Primary Component Analysis

Principal Component Analysis (PCA) takes correlated variables and turns them into linearly uncorrelated variables. These variables are then collected and placed into a scatter plot to help visualize and allow us to begin to make inferences and draw conclusions based on the information that we see before us. These scatter plots do not give us all of the answers, and they require a bit of finessing and interpreting in order to understand and bring the data that is shown to life. Although PCA can help us to understand certain things about our chosen corpus, because we still need to interpret the scatter plots we are given, I feel as though I am still at somewhat of a loss when trying to make inferences and draw conclusions from my scatter plots. I understand that there are two components being represented and we have to take what we know about our corpus and what is in it to then make more specific deductions, but I think that without express knowledge of all of the texts in a given corpus, it is difficult to make inferences that make sense and are strongly supported. More than likely, this is the issue I am having, as although I am slightly familiar with the works in my corpus, I am not so much acquainted with them that I am able to make the best deductions in terms of what the scatter plots are able to tell me. However, I feel that my other issue may lie in my lack of understanding of the plots once we begin to add more than just two texts and no longer are told what the two components are. Regardless of the issues that I faced with this assignment, I did my best to understand what was placed in front of me and applied it to the texts that I am quite familiar with.

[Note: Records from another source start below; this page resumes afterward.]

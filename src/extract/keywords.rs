//! Keyword tables. Rule tables are ordered: the first row that matches wins.

use crate::models::{AccessType, Condition};

/// Neighborhoods recognized in listing location lines
pub const DEFAULT_KNOWN_NEIGHBORHOODS: &[&str] =
    &["analakely", "isoraka", "andraharo", "ankadifotsy", "ankadikely"];

pub const BATHROOM: &[&str] = &["salle de bain", "sdb"];

pub const INTERIOR: &[&str] = &["intérieur", "int."];

pub const FURNISHED: &[&str] = &["meublé", "meuble", "fourni"];

pub const ACCESS_RULES: &[(&[&str], AccessType)] = &[
    (&["parking"], AccessType::CarWithParking),
    (&["voiture"], AccessType::Car),
    (&["moto"], AccessType::Motorbike),
];

pub const CONDITION_RULES: &[(&[&str], Condition)] = &[
    (
        &["neuf", "nouveau", "neuve", "bon état", "bon etat", "bien entretenu"],
        Condition::Good,
    ),
    (&["moyen", "moyenne"], Condition::Average),
    (&["mauvais", "à rénover", "a renover"], Condition::Poor),
];
pub mod browser;
pub mod error;
pub mod marketplace;
pub mod traits;
pub mod types;

#[cfg(test)]
mod testing;

pub use browser::{ChromeOptions, ChromeSession};
pub use marketplace::MarketplaceCollector;
pub use types::CollectionParams;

One of the issues I had when completing this project was working with Voyant Tools themselves. As the server is sensitive and prone to being overloaded pretty quickly, it was a bit difficult to create my scatter plots. I personally feel that as useful as this server is, the fact that there are multitudes of tools makes each of them a bit finicky. When creating my scatter plot, there were a few things that went wrong, namely taking multiple tries to add the stop words back into the graph with multiple refreshes and resets, and after finally getting the scatter plot, having the number of words that it was analyzing begin to change with absolutely zero prompting, skewing my scatter plots and requiring me to attempt in getting the same results, or at least comparable results for each of the plots as to better understand what components they were addressing and whether or not they were capable of aligning.

In the Document Similarity scatter plot, the novels in my corpus were arranged into three groups, denoted by one of three colors: purple/blue, green, and pink. The purple and green novels seemed to be dispersed within each other, not really creating much of a distinction between them. The pink novels, however, almost created their own small group to the right of everything else. These novels, funnily enough, all have a focus on a character who happens to be a female. It makes sense in a way that these novels would then be grouped together as their protagonists share the same gender. I also thought it was interesting that in the lower left corner there were three novels that happen to be grouped together that also center somewhat around the ideas and inclusion of water and islands in their stories. While this might be an interesting correlation between these three novels, it doesn’t explain why Kingsley’s novelĀ The Water Babies which takes place almost exclusively in the water, does not align with the other seemingly water-centric novels, like Verne’sĀ 20,000 Leagues Under the Sea.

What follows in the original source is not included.